El dolor que sentí al escuchar tus palabras me traspaso el corazón como un afilado cuchillo. No dije nada, tan sólo te abracé tan fuerte, que incluso llegué a pensar que si no te soltaba nunca, la muerte no podría arrancarte de mis brazos. Aquella confesión no impidió que nuestra vida continuara con normalidad. Durante algún tiempo no volvimos a hablar del tema e intentamos olvidar la oscuridad que sobrevolaba sobre nuestras cabezas. Esa amistad pronto se convirtió en amor. Ambos nos percatamos de ello, aunque no lo mencionamos de inmediato. Mi sorpresa llegó cuando una noche alguien llamó a la puerta de mi habitación. Al abrir y verte en el umbral me di cuenta de que estaba en camisón. Tú me sonreíste y me preguntaste si podías pasar. Por supuesto que te dejé hacerlo. Me pediste que me sentara en la cama y tú te arrodillaste delante de mí, sosteniendo mis manos entre las tuyas.

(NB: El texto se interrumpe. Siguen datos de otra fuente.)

use crate::analysis::evaluator::DraftEvaluation;
use crate::analysis::positions::assign_positions;
use crate::analysis::recommender::Recommendation;
use crate::analysis::trait_analytics::{RebalanceRow, Suggestion, TraitAnalytics};
use crate::draft::series::{ranked, BalanceReport, FearlessRule, GameRecord, SeriesRecord, Team, WinTally};
use crate::draft::state::DraftState;
use crate::draft::tournament::TournamentRecord;
use crate::model::champion::{Catalog, Position};
use crate::model::team::{Side, TeamSlate};
use colored::*;
use tabled::{settings::Style, Table, Tabled};

#[derive(Tabled)]
struct BoardRow {
    role: String,
    blue: String,
    red: String,
}

#[derive(Tabled)]
struct PhaseRow {
    phase: String,
    blue: String,
    red: String,
}

#[derive(Tabled)]
struct CandidateRow {
    rank: String,
    champion: String,
    quick: String,
    immediate: String,
    worst_case: String,
    score: String,
}

#[derive(Tabled)]
struct TallyRow {
    name: String,
    win_rate: String,
    record: String,
    games: usize,
}

#[derive(Tabled)]
struct TraitRow {
    #[tabled(rename = "trait")]
    label: String,
    seen: usize,
    fired: usize,
    fire_rate: String,
    win_rate: String,
    avg_edge: String,
    suggestion: String,
}

#[derive(Tabled)]
struct MatchRow {
    blue: String,
    red: String,
    score: String,
    winner: String,
}

#[derive(Tabled)]
struct GameRow {
    #[tabled(rename = "#")]
    number: String,
    home_side: String,
    blue_win: String,
    winner: String,
}

fn side_label(side: Side) -> ColoredString {
    match side {
        Side::Blue => "BLUE".blue().bold(),
        Side::Red => "RED".red().bold(),
    }
}

fn roster_by_role(catalog: &Catalog, slate: &TeamSlate) -> Vec<String> {
    let picked = slate.picked_keys();
    let assignment = assign_positions(catalog, &picked);
    Position::ALL
        .iter()
        .map(|position| {
            assignment
                .at(*position)
                .map(|key| catalog.display_name(key).to_string())
                .unwrap_or_else(|| "-".to_string())
        })
        .collect()
}

fn ban_line(catalog: &Catalog, slate: &TeamSlate) -> String {
    let names: Vec<&str> = slate
        .banned_keys()
        .into_iter()
        .map(|key| catalog.display_name(key))
        .collect();
    if names.is_empty() {
        "-".to_string()
    } else {
        names.join(", ")
    }
}

pub fn display_draft_board(catalog: &Catalog, state: &DraftState, title: &str) {
    println!("\n{}", title.bold().cyan());
    println!("{}\n", "=".repeat(60).cyan());

    let blue = roster_by_role(catalog, &state.slates.blue);
    let red = roster_by_role(catalog, &state.slates.red);
    let rows: Vec<BoardRow> = Position::ALL
        .iter()
        .zip(blue.into_iter().zip(red))
        .map(|(position, (blue, red))| BoardRow {
            role: position.to_string(),
            blue,
            red,
        })
        .collect();

    let mut table = Table::new(rows);
    table.with(Style::rounded());
    println!("{}", table);

    println!("{} {}", "Blue bans:".blue(), ban_line(catalog, &state.slates.blue));
    println!("{} {}", "Red bans: ".red(), ban_line(catalog, &state.slates.red));
    if !state.locked.is_empty() {
        let locked: Vec<&str> = state.locked.iter().map(|key| catalog.display_name(key)).collect();
        println!("{} {}", "Fearless locked:".yellow(), locked.join(", "));
    }
    println!();
}

pub fn display_evaluation(evaluation: &DraftEvaluation) {
    let blue_win = evaluation.blue_win;
    println!(
        "{} {} {:.1}%  vs  {} {:.1}%",
        "📊 Win Probability:".bold(),
        side_label(Side::Blue),
        blue_win,
        side_label(Side::Red),
        100.0 - blue_win
    );

    let phases = &evaluation.phases;
    let rows = vec![
        PhaseRow {
            phase: "Early".to_string(),
            blue: format!("{:.1}%", phases.early),
            red: format!("{:.1}%", 100.0 - phases.early),
        },
        PhaseRow {
            phase: "Mid".to_string(),
            blue: format!("{:.1}%", phases.mid),
            red: format!("{:.1}%", 100.0 - phases.mid),
        },
        PhaseRow {
            phase: "Late".to_string(),
            blue: format!("{:.1}%", phases.late),
            red: format!("{:.1}%", 100.0 - phases.late),
        },
    ];
    let mut table = Table::new(rows);
    table.with(Style::rounded());
    println!("{}", table);

    let b = &evaluation.breakdown;
    println!("\n{}", "Breakdown (blue edge)".bold().yellow());
    println!("• Power: {:+.1}", b.power_edge);
    println!(
        "• Core penalty: {:+.1} (blue {:.1} / red {:.1})",
        b.core_penalty_edge, b.core_penalty_blue, b.core_penalty_red
    );
    println!("• Damage balance: {:+.1}", b.damage_balance_edge);
    println!("• Archetype counter: {:+.1}", b.archetype_edge);
    println!("• Scaling: {:+.1}", b.scaling_edge);
    println!("• Volatility: {:+.1}", b.volatility_edge);

    for side in Side::BOTH {
        let stats = &evaluation.stats[side];
        println!(
            "\n{} {} | CC {:.1} | DMG {:.1} | TANK {:.1} | AD {:.0}%",
            side_label(side),
            stats.composition_label(),
            stats.cc,
            stats.damage,
            stats.tank,
            stats.ad_ratio * 100.0
        );
        for t in &evaluation.traits.active[side] {
            println!("  {} {} · {}: {}", "✦".yellow(), t.owner, t.name, t.summary);
        }
        for line in &evaluation.org.details[side] {
            println!("  {} {}", "★".cyan(), line);
        }
    }

    if let Some(effect) = &evaluation.strategy {
        println!(
            "\n{} {} on {}: fit {} / mismatch {} ({:+.1})",
            "🎯 Strategy".bold(),
            effect.style,
            side_label(effect.side),
            effect.counts.fit,
            effect.counts.mismatch,
            effect.win_bonus
        );
    }
    println!();
}

pub fn display_recommendations(catalog: &Catalog, recommendations: &[Recommendation], top_n: usize) {
    if recommendations.is_empty() {
        println!("{}", "No legal candidates".yellow());
        return;
    }

    let rows: Vec<CandidateRow> = recommendations
        .iter()
        .take(top_n)
        .enumerate()
        .map(|(idx, rec)| CandidateRow {
            rank: format!("#{}", idx + 1),
            champion: catalog.display_name(&rec.key).to_string(),
            quick: format!("{:.2}", rec.quick),
            immediate: format!("{:.1}", rec.immediate),
            worst_case: format!("{:.1}", rec.worst_case),
            score: format!("{:.2}", rec.score),
        })
        .collect();

    let mut table = Table::new(rows);
    table.with(Style::rounded());
    println!("{}", table);
}

pub fn display_game_result(game: &GameRecord, home: &str, away: &str) {
    let winner = match game.winning_team() {
        Team::Home => home,
        Team::Away => away,
    };
    println!(
        "{} Game {}: {} wins on {} (blue win {:.1}%)",
        "🏆".yellow(),
        game.number,
        winner.bold(),
        side_label(game.winner),
        game.blue_win
    );
}

pub fn display_series_summary(record: &SeriesRecord, home: &str, away: &str) {
    println!(
        "\n{}",
        format!("📈 {} | {} {} : {} {}", record.mode, home, record.home_wins, record.away_wins, away)
            .bold()
            .cyan()
    );
    println!("{}\n", "=".repeat(60).cyan());

    let rows: Vec<GameRow> = record
        .games
        .iter()
        .map(|game| GameRow {
            number: game.number.to_string(),
            home_side: game.home_side.to_string(),
            blue_win: format!("{:.1}%", game.blue_win),
            winner: match game.winning_team() {
                Team::Home => home.green().to_string(),
                Team::Away => away.red().to_string(),
            },
        })
        .collect();
    let mut table = Table::new(rows);
    table.with(Style::rounded());
    println!("{}", table);

    match record.winner {
        Some(Team::Home) => display_success(&format!("{} takes the series", home)),
        Some(Team::Away) => display_success(&format!("{} takes the series", away)),
        None => display_info("Series drawn"),
    }
}

fn tally_rows(rows: Vec<(&str, WinTally)>, limit: usize) -> Vec<TallyRow> {
    rows.into_iter()
        .take(limit)
        .map(|(name, tally)| TallyRow {
            name: name.to_string(),
            win_rate: format!("{:.1}%", tally.win_rate()),
            record: format!("{}W {}L", tally.wins, tally.games - tally.wins),
            games: tally.games,
        })
        .collect()
}

fn print_tally_table(title: &str, rows: Vec<TallyRow>) {
    println!("{}", title.bold());
    if rows.is_empty() {
        println!("{}\n", "No data".dimmed());
        return;
    }
    let mut table = Table::new(rows);
    table.with(Style::rounded());
    println!("{}\n", table);
}

pub fn display_balance_report(catalog: &Catalog, report: &BalanceReport) {
    println!("\n{}", format!("⚖️  AI Balance ({} games)", report.games).bold().cyan());
    println!("{}\n", "=".repeat(60).cyan());
    println!(
        "{} {} wins ({:.1}%)",
        side_label(Side::Blue),
        report.blue_wins,
        report.blue_share()
    );
    println!(
        "{} {} wins ({:.1}%)",
        side_label(Side::Red),
        report.red_wins,
        100.0 - report.blue_share()
    );
    println!("Mean blue win probability: {:.1}%\n", report.mean_blue_win());

    let champions: Vec<(&str, WinTally)> = ranked(&report.champions)
        .into_iter()
        .map(|(key, tally)| (catalog.display_name(key), tally))
        .collect();
    print_tally_table("🏅 Champion win rate (top 20)", tally_rows(champions, 20));
    print_tally_table("👥 Team win rate", tally_rows(ranked(&report.teams), usize::MAX));
    print_tally_table("🧩 Composition win rate", tally_rows(ranked(&report.compositions), usize::MAX));
}

fn suggestion_label(suggestion: Suggestion) -> ColoredString {
    let text = suggestion.to_string();
    match suggestion {
        Suggestion::Keep => text.normal(),
        Suggestion::Nerf | Suggestion::MinorNerf => text.red(),
        Suggestion::Buff | Suggestion::MinorBuff => text.green(),
    }
}

pub fn display_trait_report(analytics: &TraitAnalytics, rows: &[RebalanceRow]) {
    println!(
        "\n{}",
        format!("🔬 Trait Balance ({} sampled games)", analytics.total_games)
            .bold()
            .cyan()
    );
    println!("{}\n", "=".repeat(60).cyan());
    if rows.is_empty() {
        display_info("No trait has enough samples yet");
        return;
    }

    let table_rows: Vec<TraitRow> = rows
        .iter()
        .map(|r| TraitRow {
            label: format!("{} · {}", r.row.owner, r.row.name),
            seen: r.row.opportunities,
            fired: r.row.activations,
            fire_rate: format!("{:.1}%", r.row.activation_rate),
            win_rate: format!("{:.1}%", r.row.active_win_rate),
            avg_edge: format!("{:+.2}", r.row.avg_win_edge),
            suggestion: suggestion_label(r.suggestion).to_string(),
        })
        .collect();
    let mut table = Table::new(table_rows);
    table.with(Style::rounded());
    println!("{}", table);
}

pub fn display_tournament(record: &TournamentRecord) {
    for round in &record.rounds {
        let stage = &round.stage;
        let fearless = if stage.fearless == FearlessRule::Off {
            ""
        } else {
            " · fearless"
        };
        println!(
            "\n{}",
            format!("🏟️  {} ({}{})", stage.label, stage.mode, fearless).bold().cyan()
        );
        let rows: Vec<MatchRow> = round
            .matches
            .iter()
            .map(|m| MatchRow {
                blue: m.blue_team.clone(),
                red: m.red_team.clone(),
                score: format!("{}:{}", m.series.home_wins, m.series.away_wins),
                winner: m.winner.green().to_string(),
            })
            .collect();
        let mut table = Table::new(rows);
        table.with(Style::rounded());
        println!("{}", table);
    }
    display_success(&format!("🏆 Champion: {}", record.champion.bold()));
}

pub fn display_error(error: &str) {
    eprintln!("{} {}", "❌ Error:".red().bold(), error);
}

pub fn display_info(message: &str) {
    println!("{} {}", "ℹ️".cyan(), message);
}

pub fn display_success(message: &str) {
    println!("{} {}", "✓".green(), message);
}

-          Sé lo mucho que has perdido en esta vida, lo doloroso que ha sido para ti verte sola en este mundo, por eso no es justo dejarte volver a pasar por lo mismo. Sin embargo hay algo aún más fuerte que eso en mi interior, que me grita sin cesar y me pide que haga lo que estoy a punto de hacer. – tus ojos brillaban con una intensidad que no había visto nunca. Podía sentir cómo tus manos temblaban -. Natasha, desde el primer momento en el que te vi me enamoré de ti, de tu mirada, de tu sonrisa, de tu tristeza. Sé que no tengo mucho tiempo por delante, pero el poco que me queda quiero pasarlo a tu lado, disfrutando de tu presencia cada día. No estás obligada a aceptar, pues tienes todo el derecho del mundo a querer vivir junto a hombre con el que poder envejecer. Aún así, necesito preguntártelo. ¿Te casarías conmigo?

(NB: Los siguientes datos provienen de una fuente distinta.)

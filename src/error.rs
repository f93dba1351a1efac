use crate::model::team::Side;
use thiserror::Error;

#[derive(Error, Debug)]
pub enum AppError {
    #[error("Configuration error: {0}")]
    ConfigError(String),

    #[error("Data error: {0}")]
    DataError(String),

    #[error("JSON parsing error: {0}")]
    JsonError(String),

    #[error("IO error: {0}")]
    Io(#[from] std::io::Error),

    #[error(transparent)]
    Draft(#[from] DraftError),
}

impl From<serde_json::Error> for AppError {
    fn from(err: serde_json::Error) -> Self {
        AppError::JsonError(err.to_string())
    }
}

/// A rejected draft action. The state it was proposed against is unchanged.
#[derive(Error, Debug, Clone, PartialEq, Eq)]
pub enum DraftError {
    #[error("The draft is already complete")]
    DraftComplete,

    #[error("It is {expected}'s turn, not {actual}'s")]
    OutOfTurn { expected: Side, actual: Side },

    #[error("Unknown champion: {0}")]
    UnknownChampion(String),

    #[error("{0} is already picked or banned")]
    AlreadyTaken(String),

    #[error("{0} was played earlier in this series")]
    FearlessLocked(String),

    #[error("{0} cannot fill any open role")]
    RoleUnsatisfiable(String),

    #[error("No legal champion left for turn {turn}")]
    NoLegalCandidates { turn: usize },
}
#[cfg(test)]
mod tests {
    use super::*;
    use serde_json::json;

    #[test]
    fn test_normalize_keeps_valid_record() {
        let raw = json!({
            "name": "Ahri",
            "pos": ["MID"],
            "cc": 2,
            "dmg": 8,
            "tank": 3,
            "profile": { "type": "Dive", "scale": 2 },
            "dmgType": "AP",
            "phase": { "early": 6, "mid": 8, "late": 7 }
        });
        let (champ, issues) = normalize_champion_report("Ahri", &raw);
        assert!(issues.is_empty(), "unexpected issues: {:?}", issues);
        assert_eq!(champ.positions, vec![Position::Mid]);
        assert_eq!(champ.damage_type, DamageType::Magic);
        assert_eq!(champ.curve, PowerCurve { early: 6, mid: 8, late: 7 });
    }

    #[test]
    fn test_normalize_substitutes_defaults_for_empty_record() {
        let (champ, issues) = normalize_champion_report("Mystery", &json!({}));
        assert_eq!(champ.name, "Mystery");
        assert_eq!(champ.positions, vec![Position::Mid]);
        assert_eq!(champ.cc, 1);
        assert_eq!(champ.damage, 6);
        assert_eq!(champ.tank, 6);
        assert_eq!(champ.archetype, Archetype::Dive);
        assert_eq!(champ.intensity, 2);
        assert_eq!(champ.damage_type, DamageType::Physical);
        assert_eq!(champ.curve, PowerCurve { early: 6, mid: 6, late: 6 });
        // name, pos, cc, dmg, tank, type, scale, dmgType, 3 phases
        assert_eq!(issues.len(), 11);
    }

    #[test]
    fn test_normalize_clamps_out_of_range_values() {
        let raw = json!({
            "name": "  Brute ",
            "pos": ["TOP", "NOWHERE", "TOP", "JUNGLE"],
            "cc": 7,
            "dmg": 14,
            "tank": -2,
            "profile": { "type": "poke", "scale": 2.6 },
            "dmgType": "Hybrid",
            "phase": { "early": 0, "mid": "x", "late": 11 }
        });
        let (champ, issues) = normalize_champion_report("Brute", &raw);
        assert_eq!(champ.name, "Brute");
        assert_eq!(champ.positions, vec![Position::Top, Position::Jungle]);
        assert_eq!(champ.cc, 3);
        assert_eq!(champ.damage, 10);
        assert_eq!(champ.tank, 1);
        assert_eq!(champ.archetype, Archetype::Poke);
        assert_eq!(champ.intensity, 3);
        assert_eq!(champ.curve, PowerCurve { early: 1, mid: 6, late: 10 });
        let fields: Vec<_> = issues.iter().map(|i| i.field).collect();
        assert!(fields.contains(&"pos"));
        assert!(fields.contains(&"phase.mid"));
        assert!(!fields.contains(&"dmgType"));
    }

    #[test]
    fn test_catalog_resolves_names_and_keys() {
        let catalog = Catalog::from_json_str(
            r#"{ "Kaisa": { "name": "Kai'Sa", "pos": ["ADC"] },
                 "LeeSin": { "name": "Lee Sin", "pos": ["JNG"] } }"#,
        )
        .unwrap();
        assert_eq!(catalog.resolve("Kai'Sa"), Some("Kaisa"));
        assert_eq!(catalog.resolve("lee sin"), Some("LeeSin"));
        assert_eq!(catalog.resolve("LeeSin"), Some("LeeSin"));
        assert_eq!(catalog.resolve("Teemo"), None);
        assert_eq!(catalog.keys().collect::<Vec<_>>(), vec!["Kaisa", "LeeSin"]);
    }

    #[test]
    fn test_catalog_rejects_non_object() {
        assert!(Catalog::from_json_str("[1, 2, 3]").is_err());
    }

    #[test]
    fn test_archetype_cycle() {
        assert_eq!(Archetype::Dive.beats(), Archetype::Poke);
        assert_eq!(Archetype::Poke.beats(), Archetype::Anti);
        assert_eq!(Archetype::Anti.beats(), Archetype::Dive);
    }
}
//! Blue-side win probability from two sides' final stats.

use crate::analysis::team_stats::TeamStats;
use crate::model::champion::Archetype;
use serde::Serialize;

pub const MIN_WIN: f64 = 3.0;
pub const MAX_WIN: f64 = 97.0;

const POWER_WEIGHT: f64 = 0.56;
const ARCHETYPE_WEIGHT: f64 = 1.22;
const SCALING_WEIGHT: f64 = 0.34;
const VOLATILITY_CAP: f64 = 12.0;
const PHASE_CORE_WEIGHT: f64 = 0.6;
const PHASE_BLEND: f64 = 0.75;

#[derive(Debug, Clone, Copy, Default, PartialEq, Serialize)]
pub struct WinBreakdown {
    pub power_edge: f64,
    pub core_penalty_blue: f64,
    pub core_penalty_red: f64,
    pub core_penalty_edge: f64,
    pub damage_balance_edge: f64,
    pub archetype_edge: f64,
    pub scaling_edge: f64,
    pub volatility_edge: f64,
    pub base: f64,
}

#[derive(Debug, Clone, Copy, PartialEq, Serialize)]
pub struct WinRate {
    pub blue_win: f64,
    pub breakdown: WinBreakdown,
}

/// Blue win percentage per game phase.
#[derive(Debug, Clone, Copy, PartialEq, Serialize)]
pub struct PhaseProjection {
    pub early: f64,
    pub mid: f64,
    pub late: f64,
}

pub fn clamp_percent(value: f64) -> f64 {
    value.clamp(MIN_WIN, MAX_WIN)
}

/// Tiered penalty for a side missing damage, frontline or crowd control.
pub fn core_penalty(stats: &TeamStats) -> f64 {
    let mut penalty = 0.0;
    if stats.damage < 25.0 {
        penalty -= 16.0 + (25.0 - stats.damage) * 1.5;
    }
    if stats.tank < 20.0 {
        penalty -= 16.0 + (20.0 - stats.tank) * 1.5;
    }
    if stats.cc <= 7.0 {
        penalty -= 14.0 + (7.0 - stats.cc) * 2.5;
    }
    penalty
}

/// Zero or negative. Grows as one damage type takes over the team's power.
pub fn damage_balance(stats: &TeamStats) -> f64 {
    let total = stats.ad_power + stats.ap_power;
    if total <= 0.0 {
        return 0.0;
    }
    let ratio = stats.ad_power.max(stats.ap_power) / total;
    let mut penalty = 0.0;
    if ratio > 0.65 {
        penalty += 8.0;
    }
    if ratio > 0.8 {
        penalty += 15.0;
    }
    if ratio > 0.9 {
        penalty += 25.0;
    }
    -penalty
}

/// Signed counter bonus for blue when one dominant archetype beats the other.
pub fn archetype_edge(blue: (Archetype, f64), red: (Archetype, f64)) -> f64 {
    let impact = |winner: f64, loser: f64| {
        let sum = (winner + loser) * 1.05;
        let diff = (winner - loser) * 2.1;
        (2.0 + sum + diff).clamp(0.0, 30.0)
    };
    if blue.0 == red.0 {
        0.0
    } else if blue.0.beats() == red.0 {
        impact(blue.1, red.1)
    } else if red.0.beats() == blue.0 {
        -impact(red.1, blue.1)
    } else {
        0.0
    }
}

fn curve_score(stats: &TeamStats) -> f64 {
    stats.early * 0.8 + stats.mid * 1.0 + stats.late * 1.2
}

pub fn scaling_edge(blue: &TeamStats, red: &TeamStats) -> f64 {
    (curve_score(blue) - curve_score(red)) * SCALING_WEIGHT
}

/// Extra swing in the direction the three edges point, capped at 12.
/// Edges that cancel out exactly carry no swing.
pub fn volatility_edge(power: f64, archetype: f64, scaling: f64) -> f64 {
    let magnitude = power.abs() * 0.075 + archetype.abs() * 0.32 + scaling.abs() * 0.85;
    let direction = power + archetype + scaling;
    let swing = magnitude.min(VOLATILITY_CAP);
    if direction > 0.0 {
        swing
    } else if direction < 0.0 {
        -swing
    } else {
        0.0
    }
}

fn edges_to_win(power: f64, balance: f64, archetype: f64) -> f64 {
    clamp_percent(50.0 + power * POWER_WEIGHT + balance + archetype * ARCHETYPE_WEIGHT)
}

fn power_score(stats: &TeamStats) -> f64 {
    stats.damage + stats.tank + stats.cc * 3.0
}

pub fn compute_win_rate(blue: &TeamStats, red: &TeamStats) -> WinRate {
    let power_edge = power_score(blue) - power_score(red);
    let core_penalty_blue = core_penalty(blue);
    let core_penalty_red = core_penalty(red);
    let core_penalty_edge = core_penalty_blue - core_penalty_red;
    let damage_balance_edge = damage_balance(blue) - damage_balance(red);
    let archetype_edge = archetype_edge(blue.dominant_archetype(), red.dominant_archetype());
    let scaling_edge = scaling_edge(blue, red);
    let volatility_edge = volatility_edge(power_edge, archetype_edge, scaling_edge);
    let base = edges_to_win(power_edge, damage_balance_edge, archetype_edge);

    WinRate {
        blue_win: clamp_percent(base + core_penalty_edge + scaling_edge + volatility_edge),
        breakdown: WinBreakdown {
            power_edge,
            core_penalty_blue,
            core_penalty_red,
            core_penalty_edge,
            damage_balance_edge,
            archetype_edge,
            scaling_edge,
            volatility_edge,
            base,
        },
    }
}

/// Early, mid and late blue win percentages, each pulled a quarter of the
/// way toward `overall`.
pub fn project_phases(blue: &TeamStats, red: &TeamStats, overall: f64) -> PhaseProjection {
    let balance = damage_balance(blue) - damage_balance(red);
    let archetype = archetype_edge(blue.dominant_archetype(), red.dominant_archetype());
    let core = (core_penalty(blue) - core_penalty(red)) * PHASE_CORE_WEIGHT;

    let phase = |b: f64, r: f64| {
        let power = (b * 2.0 + blue.cc * 3.0) - (r * 2.0 + red.cc * 3.0);
        let raw = edges_to_win(power, balance, archetype) + core;
        clamp_percent(raw * PHASE_BLEND + overall * (1.0 - PHASE_BLEND))
    };

    PhaseProjection {
        early: phase(blue.early, red.early),
        mid: phase(blue.mid, red.mid),
        late: phase(blue.late, red.late),
    }
}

En toda mi vida nadie me había dicho unas palabras como aquellas y, al igual que tú, yo me había enamorado de ti desde el primer día que te vi. Sabía a lo que me enfrentaba, sabía que podías marcharte en cualquier momento y volvería a quedarme sola, pero ¿qué sentido tenía tener la oportunidad de pasar el mayor tiempo posible a tu lado y desperdiciarla? Acepté tu propuesta sin pensármelo y nos casamos al año siguiente. Sabes que aquel tiempo fue el más feliz de mi vida, me entregaste tu vida y yo hice lo propio con la mía. Tú y yo éramos uno y, como tal, vivíamos y sentíamos. Hiciste que la esperanza volviera a florecer en mi interior y fui capaz de aceptar aquello que me había ocurrido y vivir en paz. Bastaron diez años para que la muerte te arrancase de mi lado. Tenías razón, nadie puede escapar a la pérdida. Permanecí a tu lado hasta que la vida se te escapó de tus labios, con un ‘te quiero’ susurrado que me ha acompañado hasta hoy.

Ahora solo vivo de tu recuerdo, pues en los ojos de nuestro hijo puedo verte y sentirte cada día. 

Gracias por todo y hasta siempre, amor mío.